Максим Горький - Том 14. Повести, рассказы, очерки 1912-1923
Отзвуки этой тёмной сумятицы чувств и умов, вызванной громким голосом мятежной совести гения, наверное, достигали Ясной Поляны, и, конечно, восьмидесятые годы были не только поэтому наиболее трудными в жизни Софии Андреевны. Её роль в ту пору я вижу героической ролью. Она должна была иметь много душевной силы и зоркости для того, чтоб скрыть от Льва Толстого много злого и пошлого, многое, что ему — да и никому — не нужно знать и что могло повлиять на его отношение к людям.
Клевету и зло всего проще убить — молчанием.
Если мы беспристрастно посмотрим на жизнь учителей, мы увидим, что не только они — как принято думать — портят учеников, но и ученики искажают характер учителя, одни — своей тупостью, другие — озорством, третьи — карикатурным усвоением учения. Лев Толстой не всегда вполне равнодушно относился к оценкам его жизни и работы.

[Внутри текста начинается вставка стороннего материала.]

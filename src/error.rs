//! Error types for job tracking.
//!
//! [`PaketError`] is what the library surfaces to callers. Storage failures
//! are described by [`RepositoryError`], which keeps "record is missing"
//! apart from "record is broken" so that the two are never handled the same
//! way.

use std::path::PathBuf;

use thiserror::Error;

use crate::job::JobStatus;
use crate::process::SpawnError;

#[derive(Debug, Error)]
pub enum PaketError {
    #[error("Malformed job record: {0}")]
    MalformedJobRecord(String),

    #[error("Illegal status transition: {from} -> {to}")]
    IllegalTransition { from: JobStatus, to: JobStatus },

    #[error(transparent)]
    Spawn(#[from] SpawnError),

    #[error("Job not found: {0}")]
    JobNotFound(String),

    #[error("Invalid requirement: {0}")]
    InvalidRequirement(String),

    #[error("Repository error: {0}")]
    Repository(RepositoryError),

    #[error("Requirement event channel is closed")]
    ChannelClosed,

    #[error("Config error: {0}")]
    Config(String),

    #[error("TOML parse error: {0}")]
    Toml(#[from] toml::de::Error),
}

impl From<RepositoryError> for PaketError {
    fn from(err: RepositoryError) -> Self {
        match err {
            RepositoryError::NotFound(id) => PaketError::JobNotFound(id),
            other => PaketError::Repository(other),
        }
    }
}

/// Failures of the durable job store.
#[derive(Debug, Error)]
pub enum RepositoryError {
    /// No record exists for the id. Routine, not a fault.
    #[error("no job record for id {0}")]
    NotFound(String),

    /// The storage medium failed (disk full, permission denied, ...).
    #[error("storage fault at {}: {source}", path.display())]
    StorageFault {
        path: PathBuf,
        #[source]
        source: std::io::Error,
    },

    /// A record exists but cannot be decoded. Needs manual inspection.
    #[error("corrupt job record {id}: {reason}")]
    CorruptRecord { id: String, reason: String },
}

impl RepositoryError {
    pub(crate) fn storage(path: impl Into<PathBuf>, source: std::io::Error) -> Self {
        RepositoryError::StorageFault {
            path: path.into(),
            source,
        }
    }

    /// Only storage faults are worth retrying; corruption never is.
    pub fn is_retryable(&self) -> bool {
        matches!(self, RepositoryError::StorageFault { .. })
    }
}
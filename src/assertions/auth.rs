use crate::config::AssertConfig;
use crate::error::{AssertError, Result};
use crate::kubernetes::{ClusterApi, involved_object_selector};
use crate::types::{EventType, ExpectedStatus, PodEvent};
use tracing::{debug, info};

const CREDENTIAL_FAILURES: [&str; 3] = [
    "failed to authorize",
    "illegal base64 data at input byte",
    "401 UNAUTHORIZED",
];
const IMAGE_NOT_FOUND: &str = "not found";
const PULL_SECRET_FAILURE: &str = "failed to pull manifest Not authorized";

/// Apply one event to the authentication state machine.
///
/// Returns `None` while still waiting, or the final outcome once the event
/// resolves it. A "not found" warning always fails; the other warning kinds
/// only fail when the pod was expected to complete.
pub fn resolve_auth_event(
    event: &PodEvent,
    pod_name: &str,
    expected: ExpectedStatus,
) -> Option<Result<()>> {
    if event.involved_object_name != pod_name {
        return None;
    }
    let message = event.message.as_str();
    match event.event_type {
        EventType::Normal if event.reason == "Started" => Some(Ok(())),
        EventType::Warning if CREDENTIAL_FAILURES.iter().any(|m| message.contains(m)) => {
            Some(rejection(expected, AssertError::InvalidCredentials(message.to_string())))
        }
        EventType::Warning if message.contains(IMAGE_NOT_FOUND) => {
            Some(Err(AssertError::InvalidImageName(message.to_string())))
        }
        EventType::Warning if message.contains(PULL_SECRET_FAILURE) => {
            Some(rejection(expected, AssertError::InvalidPullSecret(message.to_string())))
        }
        _ => None,
    }
}

fn rejection(expected: ExpectedStatus, err: AssertError) -> Result<()> {
    match expected {
        ExpectedStatus::Completed => Err(err),
        ExpectedStatus::Failed => Ok(()),
    }
}

/// Watch the pod's events until one decides whether the image could be pulled
/// with the configured credentials as `expected`.
pub async fn authenticated_image_status<C: ClusterApi>(
    cluster: &C,
    config: &AssertConfig,
    namespace: &str,
    pod_name: &str,
    expected: ExpectedStatus,
) -> Result<()> {
    let fields = involved_object_selector(pod_name);
    let mut events = cluster
        .watch_events(namespace, Some(&fields))
        .await?
        .with_deadline(config.watch_timeout);

    while let Some(event) = events.next_event().await? {
        debug!(
            "Event for {}: {} {} {}",
            event.involved_object_name, event.event_type, event.reason, event.message
        );
        if let Some(outcome) = resolve_auth_event(&event, pod_name, expected) {
            events.stop();
            info!("Authentication status of {} resolved: {:?}", pod_name, outcome);
            return outcome;
        }
    }
    Err(AssertError::NoEventsFound(pod_name.to_string()))
}
//! Evaluators turning pod logs and cluster events into verdicts.
//!
//! Every evaluator fetches its signals fresh from the cluster when called and
//! keeps nothing between calls.

mod auth;
mod image_pull;
mod pods;
mod snapshotter;
mod tally;

pub use auth::{authenticated_image_status, resolve_auth_event};
pub use image_pull::{image_pull_duration, pull_window};
pub use pods::{find_pod, first_warning_event, log_contains, node_name_for_pod};
pub use snapshotter::{
    adaptor_pod_for_node, container_id, is_pulled_with_snapshotter, snapshotter_verdict,
};
pub use tally::{PodOutcome, classify_pod, job_pod_tally};
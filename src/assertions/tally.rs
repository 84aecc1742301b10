use crate::config::AssertConfig;
use crate::error::{AssertError, Result};
use crate::kubernetes::{ClusterApi, involved_object_selector};
use crate::types::{PodTally, PodTarget};
use crate::utils::{first_container_state, pod_phase};
use k8s_openapi::api::core::v1::Pod;
use kube::ResourceExt;
use tracing::{debug, info, warn};

/// Where a job pod stands, judged from its first container.
#[derive(Debug, Clone, Copy, PartialEq, Eq)]
pub enum PodOutcome {
    /// Pending with the container still being created: the pod VM never came up.
    Provisioning,
    StartError,
    Completed,
    Other,
}

pub fn classify_pod(pod: &Pod) -> PodOutcome {
    let state = first_container_state(pod);
    let waiting = state
        .and_then(|s| s.waiting.as_ref())
        .and_then(|w| w.reason.as_deref());
    if pod_phase(pod) == "Pending" && waiting == Some("ContainerCreating") {
        return PodOutcome::Provisioning;
    }
    match state
        .and_then(|s| s.terminated.as_ref())
        .and_then(|t| t.reason.as_deref())
    {
        Some("StartError") => PodOutcome::StartError,
        Some("Completed") => PodOutcome::Completed,
        _ => PodOutcome::Other,
    }
}

/// Count completed and failed-to-start pods of a job.
///
/// A pod still provisioning aborts the tally. For completed pods the log is
/// captured once their `Started` event shows up; that capture is best effort.
pub async fn job_pod_tally<C: ClusterApi>(
    cluster: &C,
    config: &AssertConfig,
    namespace: &str,
    job_name: &str,
) -> Result<PodTally> {
    let pods = cluster.list_job_pods(namespace, job_name).await?;
    let mut tally = PodTally::default();

    for pod in &pods {
        let name = pod.name_any();
        match classify_pod(pod) {
            PodOutcome::Provisioning => return Err(AssertError::ProvisionError(name)),
            PodOutcome::StartError => {
                tally.error_count += 1;
                warn!("WARNING: {} - StartError", name);
            }
            PodOutcome::Completed => {
                tally.success_count += 1;
                if let Some(log) = capture_started_log(cluster, config, namespace, &name).await? {
                    tally.last_log = log;
                }
                info!("SUCCESS: {} - Completed - LOG: {}", name, tally.last_log);
            }
            PodOutcome::Other => debug!("Skipping pod {} ({})", name, pod_phase(pod)),
        }
    }
    Ok(tally)
}

/// Wait for the pod's `Started` event and grab its log.
///
/// Only a failure to open the watch is returned; everything after that is
/// logged and reported as `None`.
async fn capture_started_log<C: ClusterApi>(
    cluster: &C,
    config: &AssertConfig,
    namespace: &str,
    pod_name: &str,
) -> Result<Option<String>> {
    let fields = involved_object_selector(pod_name);
    let mut events = cluster
        .watch_events(namespace, Some(&fields))
        .await?
        .with_deadline(config.watch_timeout);

    loop {
        match events.next_event().await {
            Ok(Some(event))
                if event.reason == "Started" && event.involved_object_name == pod_name =>
            {
                break;
            }
            Ok(Some(_)) => continue,
            Ok(None) => {
                warn!("No Started event seen for pod {}", pod_name);
                return Ok(None);
            }
            Err(e) => {
                warn!("Waiting for Started event of pod {} failed: {}", pod_name, e);
                return Ok(None);
            }
        }
    }
    events.stop();

    match cluster.pod_log(&PodTarget::new(namespace, pod_name)).await {
        Ok(log) => Ok(Some(log.trimmed())),
        Err(e) => {
            warn!("Could not capture log of pod {}: {}", pod_name, e);
            Ok(None)
        }
    }
}
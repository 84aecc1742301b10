mod cli;

use clap::Parser;
use coco_assert::assertions::{
    adaptor_pod_for_node, authenticated_image_status, container_id, find_pod,
    first_warning_event, image_pull_duration, is_pulled_with_snapshotter, job_pod_tally,
    log_contains, node_name_for_pod,
};
use coco_assert::providers::{LibvirtManager, ProviderRegistry};
use coco_assert::utils::node_name;
use coco_assert::{AssertConfig, ExpectedStatus, KubeCluster};
use std::time::Duration;
use tracing::{error, info};

use cli::{Cli, ClusterCommand, Command};

#[tokio::main]
async fn main() -> anyhow::Result<()> {
    let cli = Cli::parse();

    let filter = if cli.verbose { "debug" } else { "info" };
    tracing_subscriber::fmt()
        .with_env_filter(
            tracing_subscriber::EnvFilter::try_from_default_env()
                .unwrap_or_else(|_| tracing_subscriber::EnvFilter::new(filter)),
        )
        .with_target(false)
        .with_writer(std::io::stderr)
        .init();

    let config = AssertConfig {
        adaptor_namespace: cli.adaptor_namespace.clone(),
        adaptor_selector: cli.adaptor_selector.clone(),
        watch_timeout: (cli.watch_timeout > 0).then(|| Duration::from_secs(cli.watch_timeout)),
        log_settle_delay: Duration::from_secs(cli.settle_delay),
    };

    let mut registry = ProviderRegistry::new();
    registry.register(Box::new(LibvirtManager::new(cli.libvirt.clone())));

    if let Err(e) = run(&cli, &config, &registry).await {
        error!("Assertion failed: {}", e);
        std::process::exit(1);
    }
    Ok(())
}

async fn run(cli: &Cli, config: &AssertConfig, registry: &ProviderRegistry) -> anyhow::Result<()> {
    match &cli.command {
        Command::Providers => {
            for name in registry.names() {
                println!("{}", name);
            }
            Ok(())
        }
        Command::ProviderConfig { name } => {
            let manager = registry
                .get(name)
                .ok_or_else(|| anyhow::anyhow!("Unknown cloud provider: {}", name))?;
            print!("{}", manager.render_config()?);
            Ok(())
        }
        Command::Cluster(command) => {
            let cluster = KubeCluster::connect(cli.context.as_deref()).await?;
            run_cluster_command(&cluster, config, &cli.namespace, command).await
        }
    }
}

async fn run_cluster_command(
    cluster: &KubeCluster,
    config: &AssertConfig,
    ns: &str,
    command: &ClusterCommand,
) -> anyhow::Result<()> {
    match command {
        ClusterCommand::PullTime { pod } => {
            let workload = find_pod(cluster, ns, pod).await?;
            let node = node_name(&workload)
                .ok_or_else(|| anyhow::anyhow!("Pod {} is not scheduled", pod))?;
            let adaptor = adaptor_pod_for_node(cluster, config, node).await?;
            let elapsed = image_pull_duration(cluster, &adaptor, &workload).await?;
            println!("{:?}", elapsed);
        }
        ClusterCommand::Snapshotter { pod } => {
            let workload = find_pod(cluster, ns, pod).await?;
            let node = node_name(&workload)
                .ok_or_else(|| anyhow::anyhow!("Pod {} is not scheduled", pod))?;
            let cid = container_id(&workload)
                .ok_or_else(|| anyhow::anyhow!("Pod {} has no running container", pod))?;
            let guest_pull = is_pulled_with_snapshotter(cluster, config, node, cid).await?;
            println!("{}", guest_pull);
        }
        ClusterCommand::Auth { pod, expected } => {
            let expected: ExpectedStatus = expected.parse()?;
            authenticated_image_status(cluster, config, ns, pod, expected).await?;
            info!("Pod {} reached the expected authentication outcome", pod);
        }
        ClusterCommand::JobTally { job } => {
            let tally = job_pod_tally(cluster, config, ns, job).await?;
            println!(
                "success={} error={}\n{}",
                tally.success_count, tally.error_count, tally.last_log
            );
        }
        ClusterCommand::LogContains { pod, expected } => {
            let log = log_contains(cluster, config, ns, pod, expected).await?;
            println!("{}", log);
        }
        ClusterCommand::NodeName { pod } => {
            println!("{}", node_name_for_pod(cluster, ns, pod).await?);
        }
        ClusterCommand::Warning { pod } => {
            let warning = first_warning_event(cluster, config, ns, pod).await?;
            println!(
                "{} {}: {}",
                warning.event_type, warning.reason, warning.description
            );
        }
    }
    Ok(())
}
use crate::error::{AssertError, Result};
use crate::kubernetes::ClusterApi;
use crate::timestamp::parse_time_of_day;
use crate::types::{LogText, PodTarget, TimingWindow};
use crate::utils::{first_container_image, pod_phase};
use k8s_openapi::api::core::v1::Pod;
use kube::ResourceExt;
use std::time::Duration;
use tracing::{debug, info};

/// Locate the most recent pull of `image` in an adaptor log.
///
/// Lines are scanned newest first. An end marker records the end time and the
/// scan goes on; the first start marker records the start time and ends the
/// scan, so a stale pull of the same image further back is never used.
pub fn pull_window(log: &LogText, image: &str) -> Result<TimingWindow> {
    let start_marker = format!("calling PullImage for \"{}\"", image);
    let end_marker = format!("successfully pulled image \"{}\"", image);

    let incomplete = |detail| AssertError::IncompleteWindow {
        image: image.to_string(),
        detail,
    };
    if log.is_empty() {
        return Err(incomplete("pod log is empty"));
    }

    let mut start = None;
    let mut end = None;
    for line in log.newest_first() {
        if line.contains(&start_marker) {
            start = Some(parse_time_of_day(line)?);
            break;
        }
        if line.contains(&end_marker) {
            end = Some(parse_time_of_day(line)?);
        }
    }

    match (start, end) {
        (Some(start), Some(end)) => Ok(TimingWindow { start, end }),
        (None, _) => Err(incomplete("start marker not found")),
        (Some(_), None) => Err(incomplete("end marker not found")),
    }
}

/// How long the adaptor took to pull the image of `workload`'s first container.
pub async fn image_pull_duration<C: ClusterApi>(
    cluster: &C,
    adaptor_pod: &Pod,
    workload: &Pod,
) -> Result<Duration> {
    let phase = pod_phase(workload);
    if phase != "Running" {
        return Err(AssertError::PodNotRunning {
            pod: workload.name_any(),
            phase: phase.to_string(),
        });
    }
    let image = first_container_image(workload).ok_or_else(|| {
        AssertError::InvalidArgument(format!("pod {} has no container image", workload.name_any()))
    })?;

    let target = PodTarget::new(
        adaptor_pod.namespace().unwrap_or_default(),
        adaptor_pod.name_any(),
    );
    let log = cluster.pod_log(&target).await?;
    let window = pull_window(&log, image)?;
    debug!("Pull window for {}: {} -> {}", image, window.start, window.end);

    let elapsed = window.duration()?;
    info!("Image {} pulled in {:?}", image, elapsed);
    Ok(elapsed)
}
use k8s_openapi::api::core::v1::{ContainerState, Pod};
use k8s_openapi::apimachinery::pkg::apis::meta::v1::LabelSelector;

/// Convert a LabelSelector's match_labels to a string for listing.
pub fn selector_to_labels_string(selector: &LabelSelector) -> Option<String> {
    let labels = selector.match_labels.as_ref()?;
    if labels.is_empty() {
        return None;
    }
    Some(
        labels
            .iter()
            .map(|(k, v)| format!("{}={}", k, v))
            .collect::<Vec<_>>()
            .join(","),
    )
}

pub fn pod_phase(pod: &Pod) -> &str {
    pod.status
        .as_ref()
        .and_then(|s| s.phase.as_deref())
        .unwrap_or("Unknown")
}

/// State of the pod's first container, if reported.
pub fn first_container_state(pod: &Pod) -> Option<&ContainerState> {
    pod.status
        .as_ref()
        .and_then(|s| s.container_statuses.as_ref())
        .and_then(|statuses| statuses.first())
        .and_then(|cs| cs.state.as_ref())
}

pub fn first_container_image(pod: &Pod) -> Option<&str> {
    pod.spec
        .as_ref()
        .and_then(|s| s.containers.first())
        .and_then(|c| c.image.as_deref())
}

pub fn node_name(pod: &Pod) -> Option<&str> {
    pod.spec.as_ref().and_then(|s| s.node_name.as_deref())
}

Наконец — жена его, вероятно, не забывала, что Толстой живёт в стране, где всё возможно и где правительство без суда сажает людей в тюрьмы и держит их там по двадцать лет. «Еретик» священник Золотницкий даже тридцать лет просидел в тюрьме Суздальского монастыря, его выпустили на волю лишь тогда, когда разум его совершенно угас.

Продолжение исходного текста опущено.